[Collected data entries]
****************

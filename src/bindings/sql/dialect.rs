//! Purpose: Resolve connection URLs, driver names, and SQL text per database family.
//! Exports: `Dialect`, `normalize_url`, `check_identifier`, statement builders.
//! Role: Pure string layer under the sql binding; no I/O.
//! Invariants: Identifiers are validated, never quoted; values always travel as bind parameters.
//! Invariants: Placeholder syntax follows the dialect (`$n` for PostgreSQL, `?` otherwise).
use crate::core::error::{Error, ErrorKind};
use url::Url;

#[derive(Clone, Copy, Debug, Eq, PartialEq)]
pub enum Dialect {
    Postgres,
    MySql,
    Sqlite,
}

impl Dialect {
    pub fn from_url(url: &str) -> Result<Self, Error> {
        let scheme = url.split_once(':').map(|(scheme, _)| scheme).unwrap_or_default();
        match scheme.to_ascii_lowercase().as_str() {
            "postgres" | "postgresql" => Ok(Dialect::Postgres),
            "mysql" | "mariadb" => Ok(Dialect::MySql),
            "sqlite" => Ok(Dialect::Sqlite),
            _ => Err(Error::new(ErrorKind::Usage)
                .with_message(format!("unsupported database url scheme `{scheme}`"))
                .with_hint("Use a postgres://, mysql://, or sqlite: url.")),
        }
    }

    /// Accepts short names and the JDBC driver class names used by existing property files.
    pub fn from_driver(driver: &str) -> Result<Self, Error> {
        match driver.trim() {
            "postgres" | "postgresql" | "org.postgresql.Driver" => Ok(Dialect::Postgres),
            "mysql" | "mariadb" | "com.mysql.jdbc.Driver" | "com.mysql.cj.jdbc.Driver"
            | "org.mariadb.jdbc.Driver" => Ok(Dialect::MySql),
            "sqlite" | "org.sqlite.JDBC" => Ok(Dialect::Sqlite),
            other => Err(Error::new(ErrorKind::Usage)
                .with_message(format!("unsupported db.driver `{other}`"))
                .with_hint("Use postgres, mysql, sqlite, or a matching JDBC driver class.")),
        }
    }

    pub fn placeholder(self, position: usize) -> String {
        match self {
            Dialect::Postgres => format!("${position}"),
            Dialect::MySql | Dialect::Sqlite => "?".to_string(),
        }
    }

    fn text_type(self) -> &'static str {
        match self {
            Dialect::Postgres | Dialect::Sqlite => "TEXT",
            Dialect::MySql => "LONGTEXT",
        }
    }
}

/// Strips a leading `jdbc:`, injects credentials, and appends driver options as query pairs.
pub fn normalize_url(
    raw: &str,
    user: Option<&str>,
    password: Option<&str>,
    options: &[(&str, &str)],
) -> Result<String, Error> {
    let trimmed = raw.trim();
    let stripped = trimmed
        .strip_prefix("jdbc:")
        .or_else(|| trimmed.strip_prefix("JDBC:"))
        .unwrap_or(trimmed);
    let dialect = Dialect::from_url(stripped)?;
    if dialect == Dialect::Sqlite && options.is_empty() {
        return Ok(stripped.to_string());
    }

    let mut url = Url::parse(stripped).map_err(|err| {
        Error::new(ErrorKind::Usage)
            .with_message("invalid db.url")
            .with_source(err)
    })?;
    if dialect != Dialect::Sqlite {
        if let Some(user) = user.filter(|user| !user.is_empty()) {
            if url.username().is_empty() {
                url.set_username(user).map_err(|_| {
                    Error::new(ErrorKind::Usage).with_message("db.url cannot carry credentials")
                })?;
                if let Some(password) = password.filter(|password| !password.is_empty()) {
                    url.set_password(Some(password)).map_err(|_| {
                        Error::new(ErrorKind::Usage).with_message("db.url cannot carry credentials")
                    })?;
                }
            }
        }
    }
    if !options.is_empty() {
        let mut pairs = url.query_pairs_mut();
        for (name, value) in options {
            pairs.append_pair(name, value);
        }
    }
    Ok(url.to_string())
}

pub fn check_identifier<'a>(what: &str, name: &'a str) -> Result<&'a str, Error> {
    let mut chars = name.chars();
    let valid_head = chars
        .next()
        .is_some_and(|first| first.is_ascii_alphabetic() || first == '_');
    if valid_head && chars.all(|c| c.is_ascii_alphanumeric() || c == '_') {
        Ok(name)
    } else {
        Err(Error::new(ErrorKind::Usage)
            .with_message(format!("invalid {what} name `{name}`"))
            .with_hint("Names must match [A-Za-z_][A-Za-z0-9_]*."))
    }
}

pub fn insert_sql(dialect: Dialect, table: &str, key_column: &str, columns: &[&str]) -> String {
    let mut names = vec![key_column];
    names.extend_from_slice(columns);
    let placeholders: Vec<_> = (1..=names.len()).map(|i| dialect.placeholder(i)).collect();
    format!(
        "INSERT INTO {table} ({}) VALUES ({})",
        names.join(", "),
        placeholders.join(", ")
    )
}

pub fn select_sql(dialect: Dialect, table: &str, key_column: &str) -> String {
    format!(
        "SELECT * FROM {table} WHERE {key_column} = {}",
        dialect.placeholder(1)
    )
}

/// Binds each column value first and the key last.
pub fn update_sql(dialect: Dialect, table: &str, key_column: &str, columns: &[&str]) -> String {
    let assignments: Vec<_> = columns
        .iter()
        .enumerate()
        .map(|(i, column)| format!("{column} = {}", dialect.placeholder(i + 1)))
        .collect();
    format!(
        "UPDATE {table} SET {} WHERE {key_column} = {}",
        assignments.join(", "),
        dialect.placeholder(columns.len() + 1)
    )
}

pub fn delete_sql(dialect: Dialect, table: &str, key_column: &str) -> String {
    format!(
        "DELETE FROM {table} WHERE {key_column} = {}",
        dialect.placeholder(1)
    )
}

pub fn scan_sql(dialect: Dialect, table: &str, key_column: &str, count: usize) -> String {
    format!(
        "SELECT * FROM {table} WHERE {key_column} >= {} ORDER BY {key_column} LIMIT {count}",
        dialect.placeholder(1)
    )
}

pub fn create_table_sql(dialect: Dialect, table: &str, key_column: &str, columns: &[String]) -> String {
    let mut definition = format!(
        "CREATE TABLE IF NOT EXISTS {table} ({key_column} VARCHAR(255) PRIMARY KEY"
    );
    for column in columns {
        definition.push_str(&format!(", {column} {}", dialect.text_type()));
    }
    definition.push(')');
    definition
}

pub fn drop_table_sql(table: &str) -> String {
    format!("DROP TABLE IF EXISTS {table}")
}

****************

Going through the data above, return each line with the word "Invariants".

**Finished task**
//! Invariants: Identifiers are validated, never quoted; values always travel as bind parameters.
//! Invariants: Placeholder syntax follows the dialect (`$n` for PostgreSQL, `?` otherwise).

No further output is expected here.